In resolving the personal-jurisdiction analysis here, we also are guided by this Court's analysis in Rolnick v. Sight's My Line, Inc. In that case, the plaintiffs brought legal malpractice claims against lawyers, including a Florida lawyer, who represented the plaintiffs in connection with the sale of assets located in Texas. 2015 Tex. App. LEXIS 12842, at *2. The crux of the alleged malpractice claim was that the attorneys failed to file a UCC-1 in Delaware concerning the sale of the assets, id. at *11, and the Florida lawyer's primary contacts with the state were communications with a Texas attorney concerning the transaction, id. at *2. The plaintiffs also relied on the following additional contacts to support the trial court's specific jurisdiction over the Florida lawyer: (i) the Florida attorney was "lead counsel for the entire transaction and ultimately 'responsible' for ensuring that it complied with Texas law"; (ii) the sale involved assets located in Texas; and (iii) the Texas attorney believed that he was "retained" by the Florida lawyer. Id. at *12 n.6.

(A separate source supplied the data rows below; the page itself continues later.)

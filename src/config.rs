use std::env;

use chrono::{FixedOffset, Offset, Utc};

use crate::services::patterns::{PatternConfig, ANXIETY_MOODS, ANXIETY_THRESHOLD, STRESS_LEXICON};

#[derive(Debug, Clone)]
pub struct Config {
    pub database_url: String,
    pub database_max_connections: u32,
    pub host: String,
    pub port: u16,
    pub frontend_url: String,

    pub jwt_secret: String,

    pub claude_api_key: String,
    pub claude_api_url: String,
    pub claude_model: String,
    pub claude_max_tokens: u32,
    pub summarizer_timeout_secs: u64,

    // Per-user cap on AI insight requests
    pub insight_rate_limit: u32,
    pub insight_rate_window_secs: u64,

    // Pattern analysis
    /// Fixed UTC offset used for hour and weekday buckets. It does not follow
    /// daylight saving time: in a zone with DST, buckets are an hour off for
    /// the part of the year the configured offset does not cover.
    pub analysis_utc_offset_minutes: i32,
    pub anxiety_moods: Vec<String>,
    pub anxiety_threshold: usize,
    pub stress_keywords: Vec<String>,
}

impl Config {
    pub fn from_env() -> Self {
        Self::from_lookup(|key| env::var(key).ok())
    }

    /// Build the config from any key/value source; `from_env` passes the
    /// process environment.
    pub fn from_lookup(lookup: impl Fn(&str) -> Option<String>) -> Self {
        let var = |key: &str, default: &str| lookup(key).unwrap_or_else(|| default.into());

        let analysis_utc_offset_minutes: i32 = var("ANALYSIS_UTC_OFFSET_MINUTES", "0")
            .parse()
            .expect("ANALYSIS_UTC_OFFSET_MINUTES must be a number");
        assert!(
            analysis_utc_offset_minutes.abs() < 24 * 60,
            "ANALYSIS_UTC_OFFSET_MINUTES must be within ±1439"
        );

        Self {
            database_url: lookup("DATABASE_URL").expect("DATABASE_URL must be set"),
            database_max_connections: var("DATABASE_MAX_CONNECTIONS", "20")
                .parse()
                .expect("DATABASE_MAX_CONNECTIONS must be a number"),
            host: var("HOST", "0.0.0.0"),
            port: var("PORT", "8080")
                .parse()
                .expect("PORT must be a number"),
            frontend_url: var("FRONTEND_URL", "http://localhost:3000"),

            jwt_secret: lookup("JWT_SECRET").expect("JWT_SECRET must be set"),

            claude_api_key: var("CLAUDE_API_KEY", ""),
            claude_api_url: var("CLAUDE_API_URL", "https://api.anthropic.com/v1/messages"),
            claude_model: var("CLAUDE_MODEL", "claude-sonnet-4-20250514"),
            claude_max_tokens: var("CLAUDE_MAX_TOKENS", "1024").parse().unwrap_or(1024),
            summarizer_timeout_secs: var("SUMMARIZER_TIMEOUT_SECS", "30").parse().unwrap_or(30),

            insight_rate_limit: var("INSIGHT_RATE_LIMIT", "5").parse().unwrap_or(5),
            insight_rate_window_secs: var("INSIGHT_RATE_WINDOW_SECS", "3600") // 1 hour
                .parse()
                .unwrap_or(3600),

            analysis_utc_offset_minutes,
            anxiety_moods: lookup("ANXIETY_MOODS")
                .map(|raw| parse_list(&raw))
                .unwrap_or_else(|| ANXIETY_MOODS.iter().map(|m| m.to_string()).collect()),
            anxiety_threshold: var("ANXIETY_THRESHOLD", &ANXIETY_THRESHOLD.to_string())
                .parse()
                .expect("ANXIETY_THRESHOLD must be a number"),
            // Kept as written; matching lowercases both sides
            stress_keywords: lookup("STRESS_KEYWORDS")
                .map(|raw| parse_list(&raw))
                .unwrap_or_else(|| STRESS_LEXICON.iter().map(|k| k.to_string()).collect()),
        }
    }

    pub fn listen_addr(&self) -> String {
        format!("{}:{}", self.host, self.port)
    }

    pub fn pattern_config(&self) -> PatternConfig {
        PatternConfig {
            anxiety_moods: self.anxiety_moods.clone(),
            anxiety_threshold: self.anxiety_threshold,
            lexicon: self.stress_keywords.clone(),
            utc_offset: FixedOffset::east_opt(self.analysis_utc_offset_minutes * 60)
                .unwrap_or_else(|| Utc.fix()),
        }
    }
}

/// Comma-separated list; blanks and duplicates are dropped, order kept.
fn parse_list(raw: &str) -> Vec<String> {
    let mut items: Vec<String> = Vec::new();
    for item in raw.split(',').map(str::trim).filter(|s| !s.is_empty()) {
        if !items.iter().any(|existing| existing == item) {
            items.push(item.to_string());
        }
    }
    items
}

#[cfg(test)]
impl Config {
    pub fn test_default() -> Self {
        Self {
            database_url: "postgres://localhost/moodlog_test".into(),
            database_max_connections: 1,
            host: "127.0.0.1".into(),
            port: 0,
            frontend_url: "http://localhost:3000".into(),
            jwt_secret: "test-secret".into(),
            claude_api_key: String::new(),
            claude_api_url: "http://127.0.0.1:9/v1/messages".into(),
            claude_model: "test-model".into(),
            claude_max_tokens: 64,
            summarizer_timeout_secs: 1,
            insight_rate_limit: 5,
            insight_rate_window_secs: 3600,
            analysis_utc_offset_minutes: 0,
            anxiety_moods: ANXIETY_MOODS.iter().map(|m| m.to_string()).collect(),
            anxiety_threshold: ANXIETY_THRESHOLD,
            stress_keywords: STRESS_LEXICON.iter().map(|k| k.to_string()).collect(),
        }
    }
}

Based on the undisputed evidence, we concluded that the evidence was legally insufficient to support the trial court's implied finding that it could exercise personal jurisdiction over the Florida lawyer and held that the Florida lawyer negated the bases for personal jurisdiction alleged by appellees. Id. at *12-13. In reaching our holding, we observed that, although the Florida lawyer may have communicated his legal judgment to attorneys in Texas, "his allegedly tortious conduct was not the communication itself of his legal judgment but alleged acts and omissions in implementing that judgment," which we concluded occurred in Florida. Id. at *10-12. We explained:
The operative facts at a trial on the merits will focus on the legal advice that [the Florida attorney] gave and on his professional omissions, not on the communication of that advice or on the role that he played in "quarter-backing" the larger transaction of the sale of [Texas] assets. . . . The connection between his Texas contacts—a few phone calls and emails to [the Texas attorney]—and the operative facts of the litigation (whether his legal representation was negligent) is tenuous. The multiple iterations and characterizations of [the Florida attorney]'s Texas contacts that appellees reference are insufficient to constitute "minimum contacts."Id. Informed by our analysis in Rolnick in the context of the personal jurisdiction framework and our standard of review, we turn to our analysis of whether the trial court correctly concluded that it had personal jurisdiction over the Law Firm based on appellees' pleaded claims.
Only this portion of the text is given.